After the conference, we visited the Ashram of Gandhi. I had a big smile on my face and a positive attitude from the experience of the morning. I enjoyed the day with all my heart.
In the afternoon, Guruji spoke at a conference for hundreds of children. It was amazing to see how he got their attention and how they also admired him. Children are our future so it was wonderful to see them learning about the importance of yoga and the balance it can bring to your life. He was inspiring them to take the path of yoga.

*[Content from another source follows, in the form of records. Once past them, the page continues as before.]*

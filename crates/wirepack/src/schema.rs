// SPDX-License-Identifier: Apache-2.0 OR MIT
// Copyright (c) 2025-2026 naskel.com

//! Packet schemas: ordered, immutable field lists.
//!
//! A schema is validated once in [`PacketSchema::define`] and shared through
//! an `Arc` by every instance of its message kind. After construction the
//! encode/decode engine can rely on:
//!
//! - unique, non-empty field names;
//! - every counted array's length source being an earlier scalar field,
//!   and every counted element consuming at least one byte;
//! - a remaining-length array only in the last position;
//! - no nested variable-length arrays;
//! - no embedding of greedy schemas or of a schema with the same name;
//! - defaults that validate against their descriptors and serialize as-is.

use crate::codec::FieldCodec;
use crate::{LengthMode, PacketSchemaBuilder, Result, TypeDescriptor, Value, WireError};
use std::collections::{HashMap, HashSet};
use std::sync::Arc;

/// One named, typed slot in a packet layout.
#[derive(Debug, Clone, PartialEq, Eq)]
pub struct FieldSpec {
    name: String,
    ty: TypeDescriptor,
    default: Option<Value>,
}

impl FieldSpec {
    pub fn new(name: impl Into<String>, ty: impl Into<TypeDescriptor>) -> Self {
        Self {
            name: name.into(),
            ty: ty.into(),
            default: None,
        }
    }

    /// Set the value a fresh instance starts with.
    pub fn with_default(mut self, default: impl Into<Value>) -> Self {
        self.default = Some(default.into());
        self
    }

    pub fn name(&self) -> &str {
        &self.name
    }

    pub fn ty(&self) -> &TypeDescriptor {
        &self.ty
    }

    /// Declared default, if any.
    pub fn default_value(&self) -> Option<&Value> {
        self.default.as_ref()
    }

    /// Declared default, or the descriptor's zero value.
    pub fn initial_value(&self) -> Value {
        match &self.default {
            Some(v) => v.clone(),
            None => self.ty.zero_value(),
        }
    }
}

/// Immutable wire layout of one message kind.
#[derive(Debug, PartialEq, Eq)]
pub struct PacketSchema {
    name: String,
    fields: Vec<FieldSpec>,
    static_size: Option<usize>,
    min_size: usize,
}

impl PacketSchema {
    /// Validate `fields` and build a shareable schema.
    ///
    /// Embedding cycles are detected by schema name: a schema may not embed,
    /// at any depth, another schema carrying its own name, even an unrelated
    /// one. Give distinct message kinds distinct names.
    pub fn define(name: impl Into<String>, fields: Vec<FieldSpec>) -> Result<Arc<Self>> {
        let name = name.into();
        if name.is_empty() {
            return Err(WireError::schema("schema name must not be empty"));
        }

        let mut seen = HashSet::with_capacity(fields.len());
        for (index, field) in fields.iter().enumerate() {
            if field.name.is_empty() {
                return Err(WireError::schema(format!(
                    "{}: field #{} has an empty name",
                    name, index
                )));
            }
            if !seen.insert(field.name.as_str()) {
                return Err(WireError::schema(format!(
                    "{}: duplicate field name '{}'",
                    name, field.name
                )));
            }
            check_top_level(&name, &fields, index)?;
            check_nesting(&name, &field.name, &field.ty, false)?;
        }

        for index in 0..fields.len() {
            check_default(&name, &fields, index)?;
        }

        let static_size = fields
            .iter()
            .try_fold(0usize, |acc, f| acc.checked_add(f.ty.static_size()?));
        let min_size = fields
            .iter()
            .fold(0usize, |acc, f| acc.saturating_add(f.ty.min_size()));

        log::debug!(
            "[wirepack] defined schema '{}' ({} fields, static size {:?}, min size {})",
            name,
            fields.len(),
            static_size,
            min_size
        );

        Ok(Arc::new(Self {
            name,
            fields,
            static_size,
            min_size,
        }))
    }

    /// Start a fluent schema definition.
    pub fn builder(name: impl Into<String>) -> PacketSchemaBuilder {
        PacketSchemaBuilder::new(name)
    }

    /// Message kind name.
    pub fn name(&self) -> &str {
        &self.name
    }

    /// Fields in wire order.
    pub fn fields(&self) -> &[FieldSpec] {
        &self.fields
    }

    pub fn field(&self, name: &str) -> Option<&FieldSpec> {
        self.fields.iter().find(|f| f.name == name)
    }

    pub fn field_index(&self, name: &str) -> Option<usize> {
        self.fields.iter().position(|f| f.name == name)
    }

    pub fn len(&self) -> usize {
        self.fields.len()
    }

    pub fn is_empty(&self) -> bool {
        self.fields.is_empty()
    }

    /// Encoded size when every field is statically sized.
    pub fn static_size(&self) -> Option<usize> {
        self.static_size
    }

    /// Bytes needed by a message whose variable arrays are all empty.
    pub fn min_size(&self) -> usize {
        self.min_size
    }

    /// Whether the last field consumes the rest of the buffer.
    pub fn is_greedy(&self) -> bool {
        matches!(
            self.fields.last().map(|f| &f.ty),
            Some(TypeDescriptor::Array(arr)) if *arr.length() == LengthMode::Remaining
        )
    }

    /// Whether a schema named `name` is embedded anywhere below this one.
    pub fn embeds(&self, name: &str) -> bool {
        self.fields.iter().any(|f| descriptor_embeds(&f.ty, name))
    }

    /// Initial value of every field, keyed by name.
    pub fn compute_defaults(&self) -> HashMap<String, Value> {
        self.fields
            .iter()
            .map(|f| (f.name.clone(), f.initial_value()))
            .collect()
    }

    /// Initial values in field order.
    pub(crate) fn default_values(&self) -> Vec<Value> {
        self.fields.iter().map(FieldSpec::initial_value).collect()
    }

    /// Identity first, structure second.
    pub(crate) fn same_schema(&self, other: &PacketSchema) -> bool {
        std::ptr::eq(self, other) || self == other
    }
}

fn descriptor_embeds(ty: &TypeDescriptor, name: &str) -> bool {
    match ty {
        TypeDescriptor::Scalar(_) => false,
        TypeDescriptor::Array(arr) => descriptor_embeds(arr.element(), name),
        TypeDescriptor::Embedded(e) => e.schema().name() == name || e.schema().embeds(name),
    }
}

/// Length-mode rules that depend on the field's position.
fn check_top_level(schema: &str, fields: &[FieldSpec], index: usize) -> Result<()> {
    let field = &fields[index];
    let TypeDescriptor::Array(arr) = &field.ty else {
        return Ok(());
    };
    match arr.length() {
        LengthMode::Fixed(_) => Ok(()),
        LengthMode::FromField(source) => {
            let source_index = fields[..index]
                .iter()
                .position(|f| &f.name == source)
                .ok_or_else(|| {
                    WireError::schema(format!(
                        "{}: length field '{}' of '{}' must be declared before it",
                        schema, source, field.name
                    ))
                })?;
            if fields[source_index].ty.as_scalar().is_none() {
                return Err(WireError::schema(format!(
                    "{}: length field '{}' of '{}' is not a scalar",
                    schema, source, field.name
                )));
            }
            // Each decoded element must consume input, or the count is unbounded
            if arr.element().min_size() == 0 {
                return Err(WireError::schema(format!(
                    "{}: counted array '{}' has a zero-size element",
                    schema, field.name
                )));
            }
            Ok(())
        }
        LengthMode::Remaining => {
            if index + 1 != fields.len() {
                return Err(WireError::schema(format!(
                    "{}: remaining-length array '{}' must be the last field",
                    schema, field.name
                )));
            }
            match arr.element().static_size() {
                Some(size) if size > 0 => Ok(()),
                _ => Err(WireError::schema(format!(
                    "{}: remaining-length array '{}' needs a fixed-size element",
                    schema, field.name
                ))),
            }
        }
    }
}

/// Rules for descriptors below the top level, and for embedded schemas.
fn check_nesting(schema: &str, field: &str, ty: &TypeDescriptor, nested: bool) -> Result<()> {
    match ty {
        TypeDescriptor::Scalar(_) => Ok(()),
        TypeDescriptor::Array(arr) => {
            if nested && arr.length().is_dynamic() {
                return Err(WireError::schema(format!(
                    "{}: field '{}' nests a variable-length array",
                    schema, field
                )));
            }
            check_nesting(schema, field, arr.element(), true)
        }
        TypeDescriptor::Embedded(e) => {
            let inner = e.schema();
            if inner.is_greedy() {
                return Err(WireError::schema(format!(
                    "{}: field '{}' embeds '{}', which ends in a remaining-length array",
                    schema,
                    field,
                    inner.name()
                )));
            }
            if inner.name() == schema || inner.embeds(schema) {
                return Err(WireError::schema(format!(
                    "{}: field '{}' embeds '{}' cyclically",
                    schema,
                    field,
                    inner.name()
                )));
            }
            Ok(())
        }
    }
}

/// A fresh instance built from the defaults must be serializable.
fn check_default(schema: &str, fields: &[FieldSpec], index: usize) -> Result<()> {
    let field = &fields[index];
    if let Some(default) = &field.default {
        field.ty.validate(default).map_err(|e| {
            WireError::schema(format!(
                "{}: invalid default for '{}': {}",
                schema, field.name, e
            ))
        })?;
    }

    let Some(source) = field.ty.as_array().and_then(|arr| arr.length_field()) else {
        return Ok(());
    };
    let declared = fields
        .iter()
        .find(|f| f.name == source)
        .and_then(|f| f.initial_value().as_int());
    let actual = field.initial_value().as_list().map_or(0, <[Value]>::len);
    if declared != Some(actual as i128) {
        return Err(WireError::schema(format!(
            "{}: '{}' starts with {} elements but '{}' defaults to {:?}",
            schema, field.name, actual, source, declared
        )));
    }
    Ok(())
}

Suddenly, we were invited to join Guruji on the stage, and we too were given a warm welcome, a lot of clapping and pictures were taken with us. The people were all so kind to us, sometimes too kind. I was overwhelmed with gratitude. So many people wanted to take pictures with us as if we were celebrities. I cannot describe how this made me feel except that I just felt blessed to be a part of this day. The tears came again. Yet this time, they came out of happiness. Being able to witness how yoga and Gurujis teaching impact the lives of hundreds of people helped me find my trust. I had surrendered a bit more. I learned to believe in myself and my path; to not give up when it’s hard. If you are willing to look through the darkness you will see the light. I had the expectation that I would be at the destination from the start but the journey, the process, is the path I need to walk. When the student is ready, the teacher appears. Well, I’m ready! I’m going for this because I want to experience bliss. I’m not yet where I want to be but I’m thankful for where I am today. I don’t have bliss yet but I am certainly blessed…
Special thanks to Guruji, Sunita, Ma Malaga Anand and Ma Shakti Anand, for helping and inspiring me during this process.